**YOUR GOAL**
Below is a listing from which only part is wanted; return exactly the lines from the one with "pub mod board;" up to and including the one with "let _ = dotenv();".

**EXCERPTED RECORDS**

>>>>

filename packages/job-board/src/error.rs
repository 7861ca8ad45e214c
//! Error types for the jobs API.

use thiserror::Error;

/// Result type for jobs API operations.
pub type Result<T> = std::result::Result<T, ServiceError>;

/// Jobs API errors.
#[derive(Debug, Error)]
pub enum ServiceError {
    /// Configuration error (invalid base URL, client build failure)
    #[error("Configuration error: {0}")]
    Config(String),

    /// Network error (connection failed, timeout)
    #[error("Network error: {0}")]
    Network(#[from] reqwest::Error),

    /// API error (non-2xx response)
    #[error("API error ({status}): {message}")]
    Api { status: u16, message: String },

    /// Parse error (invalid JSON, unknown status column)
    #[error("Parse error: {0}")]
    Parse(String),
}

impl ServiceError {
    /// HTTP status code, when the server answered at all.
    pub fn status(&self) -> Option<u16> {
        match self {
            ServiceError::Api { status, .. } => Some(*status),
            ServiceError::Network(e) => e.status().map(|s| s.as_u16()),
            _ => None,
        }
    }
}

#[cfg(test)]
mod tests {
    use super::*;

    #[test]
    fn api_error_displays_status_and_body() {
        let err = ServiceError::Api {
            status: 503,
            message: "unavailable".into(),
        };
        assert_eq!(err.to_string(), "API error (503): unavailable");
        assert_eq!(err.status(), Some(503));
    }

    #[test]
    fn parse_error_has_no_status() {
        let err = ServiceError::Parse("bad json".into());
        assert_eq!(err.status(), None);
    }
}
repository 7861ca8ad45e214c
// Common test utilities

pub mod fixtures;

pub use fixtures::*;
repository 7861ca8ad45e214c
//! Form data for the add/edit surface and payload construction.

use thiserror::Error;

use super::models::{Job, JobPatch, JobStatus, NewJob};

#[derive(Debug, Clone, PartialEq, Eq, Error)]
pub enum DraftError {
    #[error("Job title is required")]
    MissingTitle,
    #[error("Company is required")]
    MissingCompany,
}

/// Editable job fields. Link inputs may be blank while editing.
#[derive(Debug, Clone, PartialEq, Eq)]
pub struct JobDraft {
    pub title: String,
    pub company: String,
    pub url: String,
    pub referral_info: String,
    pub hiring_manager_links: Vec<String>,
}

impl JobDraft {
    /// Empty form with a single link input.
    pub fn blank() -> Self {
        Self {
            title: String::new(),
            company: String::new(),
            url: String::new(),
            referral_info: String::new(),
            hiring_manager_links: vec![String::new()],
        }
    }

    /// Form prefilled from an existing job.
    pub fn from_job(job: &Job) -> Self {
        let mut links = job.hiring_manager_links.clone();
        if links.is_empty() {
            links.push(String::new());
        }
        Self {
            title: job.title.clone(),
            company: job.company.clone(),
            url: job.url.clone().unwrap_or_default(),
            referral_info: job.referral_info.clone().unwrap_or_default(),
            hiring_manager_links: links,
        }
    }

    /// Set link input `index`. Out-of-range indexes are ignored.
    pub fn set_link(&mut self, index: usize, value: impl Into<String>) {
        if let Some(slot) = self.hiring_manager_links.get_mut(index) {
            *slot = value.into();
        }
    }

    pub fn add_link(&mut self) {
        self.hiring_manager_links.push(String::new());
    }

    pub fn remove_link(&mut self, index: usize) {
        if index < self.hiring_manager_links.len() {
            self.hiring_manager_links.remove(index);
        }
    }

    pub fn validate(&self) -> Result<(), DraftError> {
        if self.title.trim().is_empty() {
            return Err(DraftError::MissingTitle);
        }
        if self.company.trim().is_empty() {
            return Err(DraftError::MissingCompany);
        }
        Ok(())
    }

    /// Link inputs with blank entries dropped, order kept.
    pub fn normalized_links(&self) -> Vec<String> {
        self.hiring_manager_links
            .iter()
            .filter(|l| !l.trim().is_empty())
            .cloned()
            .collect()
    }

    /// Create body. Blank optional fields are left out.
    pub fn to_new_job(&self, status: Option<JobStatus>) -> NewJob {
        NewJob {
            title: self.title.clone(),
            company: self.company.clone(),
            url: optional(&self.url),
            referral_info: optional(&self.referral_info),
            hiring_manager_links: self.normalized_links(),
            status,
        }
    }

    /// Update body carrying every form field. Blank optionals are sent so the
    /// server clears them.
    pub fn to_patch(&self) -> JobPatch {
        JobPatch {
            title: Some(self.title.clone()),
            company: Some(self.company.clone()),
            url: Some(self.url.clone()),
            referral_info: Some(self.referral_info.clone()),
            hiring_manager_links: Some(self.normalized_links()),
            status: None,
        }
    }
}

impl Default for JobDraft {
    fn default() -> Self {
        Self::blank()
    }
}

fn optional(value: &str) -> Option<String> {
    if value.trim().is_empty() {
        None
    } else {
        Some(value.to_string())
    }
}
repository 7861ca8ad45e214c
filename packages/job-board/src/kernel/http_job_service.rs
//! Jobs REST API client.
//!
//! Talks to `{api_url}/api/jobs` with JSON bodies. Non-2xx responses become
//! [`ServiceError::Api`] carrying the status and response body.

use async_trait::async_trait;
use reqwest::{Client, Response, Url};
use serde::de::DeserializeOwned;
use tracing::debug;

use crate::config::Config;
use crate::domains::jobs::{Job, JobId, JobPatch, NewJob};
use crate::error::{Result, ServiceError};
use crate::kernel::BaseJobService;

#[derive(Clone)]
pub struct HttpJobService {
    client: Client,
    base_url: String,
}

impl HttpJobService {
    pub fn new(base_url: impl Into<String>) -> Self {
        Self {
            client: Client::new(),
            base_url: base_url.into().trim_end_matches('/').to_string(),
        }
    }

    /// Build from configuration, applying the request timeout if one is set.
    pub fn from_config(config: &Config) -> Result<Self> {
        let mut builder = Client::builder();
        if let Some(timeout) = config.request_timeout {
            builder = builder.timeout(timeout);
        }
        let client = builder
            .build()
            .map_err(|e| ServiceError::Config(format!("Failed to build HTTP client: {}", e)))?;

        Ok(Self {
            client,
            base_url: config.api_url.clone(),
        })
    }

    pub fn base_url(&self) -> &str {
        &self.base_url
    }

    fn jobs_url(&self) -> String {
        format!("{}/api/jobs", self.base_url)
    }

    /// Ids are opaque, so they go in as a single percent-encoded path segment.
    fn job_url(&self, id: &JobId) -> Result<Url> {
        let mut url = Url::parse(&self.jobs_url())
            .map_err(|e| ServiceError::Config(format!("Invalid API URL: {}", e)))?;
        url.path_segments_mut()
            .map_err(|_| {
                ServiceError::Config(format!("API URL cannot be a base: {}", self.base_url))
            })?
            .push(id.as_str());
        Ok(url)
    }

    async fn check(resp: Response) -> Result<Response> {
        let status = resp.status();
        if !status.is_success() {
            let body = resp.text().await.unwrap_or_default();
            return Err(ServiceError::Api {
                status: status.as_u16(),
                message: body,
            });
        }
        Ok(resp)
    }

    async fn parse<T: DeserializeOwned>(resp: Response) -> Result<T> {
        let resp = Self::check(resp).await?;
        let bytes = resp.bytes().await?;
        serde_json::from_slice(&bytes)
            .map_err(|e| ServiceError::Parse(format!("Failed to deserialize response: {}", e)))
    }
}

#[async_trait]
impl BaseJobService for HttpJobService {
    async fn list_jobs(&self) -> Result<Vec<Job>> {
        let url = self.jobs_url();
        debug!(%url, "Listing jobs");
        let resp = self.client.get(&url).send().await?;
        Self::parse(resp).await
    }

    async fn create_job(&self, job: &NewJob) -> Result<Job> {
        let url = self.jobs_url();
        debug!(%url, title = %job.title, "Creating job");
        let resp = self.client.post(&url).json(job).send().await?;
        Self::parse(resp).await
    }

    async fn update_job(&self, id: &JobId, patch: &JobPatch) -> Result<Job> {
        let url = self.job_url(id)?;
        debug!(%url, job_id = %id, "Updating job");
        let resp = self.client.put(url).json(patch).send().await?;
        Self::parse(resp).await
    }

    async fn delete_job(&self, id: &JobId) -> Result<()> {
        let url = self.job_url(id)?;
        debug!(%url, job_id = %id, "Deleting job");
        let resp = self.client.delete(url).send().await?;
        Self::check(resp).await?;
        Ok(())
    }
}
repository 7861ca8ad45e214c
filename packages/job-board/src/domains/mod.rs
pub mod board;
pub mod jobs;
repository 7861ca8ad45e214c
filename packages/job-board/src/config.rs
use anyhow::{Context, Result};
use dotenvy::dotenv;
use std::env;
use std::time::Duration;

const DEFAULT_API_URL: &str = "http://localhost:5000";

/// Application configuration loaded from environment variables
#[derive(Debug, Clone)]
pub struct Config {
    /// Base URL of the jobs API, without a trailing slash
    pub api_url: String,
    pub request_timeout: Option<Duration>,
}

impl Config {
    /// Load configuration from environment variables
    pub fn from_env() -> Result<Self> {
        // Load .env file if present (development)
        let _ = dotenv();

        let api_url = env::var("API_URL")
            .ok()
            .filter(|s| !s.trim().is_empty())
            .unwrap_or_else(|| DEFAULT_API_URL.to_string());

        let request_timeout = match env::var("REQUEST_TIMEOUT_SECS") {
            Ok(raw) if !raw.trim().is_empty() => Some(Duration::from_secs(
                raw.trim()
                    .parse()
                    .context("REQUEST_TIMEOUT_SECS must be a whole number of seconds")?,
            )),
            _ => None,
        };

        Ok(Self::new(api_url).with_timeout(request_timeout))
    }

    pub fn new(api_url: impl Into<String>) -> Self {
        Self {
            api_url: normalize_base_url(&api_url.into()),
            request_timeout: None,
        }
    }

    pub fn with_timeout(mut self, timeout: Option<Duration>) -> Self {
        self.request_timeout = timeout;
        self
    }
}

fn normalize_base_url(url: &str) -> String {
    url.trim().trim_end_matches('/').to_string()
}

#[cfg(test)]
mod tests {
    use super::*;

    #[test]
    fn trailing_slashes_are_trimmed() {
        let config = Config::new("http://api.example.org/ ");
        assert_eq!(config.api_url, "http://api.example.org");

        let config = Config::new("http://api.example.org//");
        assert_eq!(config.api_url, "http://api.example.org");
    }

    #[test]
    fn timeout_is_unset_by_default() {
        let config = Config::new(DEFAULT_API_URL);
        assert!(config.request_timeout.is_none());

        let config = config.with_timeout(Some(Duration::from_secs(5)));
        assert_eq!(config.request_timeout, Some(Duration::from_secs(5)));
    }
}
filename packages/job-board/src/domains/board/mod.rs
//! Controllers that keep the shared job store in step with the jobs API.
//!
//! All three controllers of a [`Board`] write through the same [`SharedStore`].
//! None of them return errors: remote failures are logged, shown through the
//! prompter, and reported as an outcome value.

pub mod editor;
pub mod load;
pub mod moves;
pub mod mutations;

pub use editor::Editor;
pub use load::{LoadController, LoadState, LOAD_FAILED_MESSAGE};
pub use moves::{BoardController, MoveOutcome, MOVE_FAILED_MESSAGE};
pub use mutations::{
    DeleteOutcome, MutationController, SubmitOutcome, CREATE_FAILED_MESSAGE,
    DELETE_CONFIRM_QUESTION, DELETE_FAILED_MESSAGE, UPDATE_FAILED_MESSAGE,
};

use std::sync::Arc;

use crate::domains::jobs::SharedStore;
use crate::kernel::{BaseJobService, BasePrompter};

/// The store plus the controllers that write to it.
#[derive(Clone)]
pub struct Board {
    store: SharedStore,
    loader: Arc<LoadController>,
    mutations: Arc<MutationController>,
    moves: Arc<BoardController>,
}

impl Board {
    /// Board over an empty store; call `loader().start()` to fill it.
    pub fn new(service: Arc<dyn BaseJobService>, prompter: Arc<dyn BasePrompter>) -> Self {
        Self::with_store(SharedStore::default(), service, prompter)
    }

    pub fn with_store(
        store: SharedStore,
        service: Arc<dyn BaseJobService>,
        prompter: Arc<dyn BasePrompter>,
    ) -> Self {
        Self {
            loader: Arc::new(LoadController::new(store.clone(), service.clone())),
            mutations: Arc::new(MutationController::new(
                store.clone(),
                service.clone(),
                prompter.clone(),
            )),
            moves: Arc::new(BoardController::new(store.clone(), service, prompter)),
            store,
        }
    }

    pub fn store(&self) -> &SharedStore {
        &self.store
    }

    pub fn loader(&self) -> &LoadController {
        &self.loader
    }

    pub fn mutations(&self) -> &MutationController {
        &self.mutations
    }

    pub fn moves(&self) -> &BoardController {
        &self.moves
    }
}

<<<<

**RESULT**
pub mod board;
pub mod jobs;
repository 7861ca8ad45e214c
filename packages/job-board/src/config.rs
use anyhow::{Context, Result};
use dotenvy::dotenv;
use std::env;
use std::time::Duration;

const DEFAULT_API_URL: &str = "http://localhost:5000";

/// Application configuration loaded from environment variables
#[derive(Debug, Clone)]
pub struct Config {
    /// Base URL of the jobs API, without a trailing slash
    pub api_url: String,
    pub request_timeout: Option<Duration>,
}

impl Config {
    /// Load configuration from environment variables
    pub fn from_env() -> Result<Self> {
        // Load .env file if present (development)
        let _ = dotenv();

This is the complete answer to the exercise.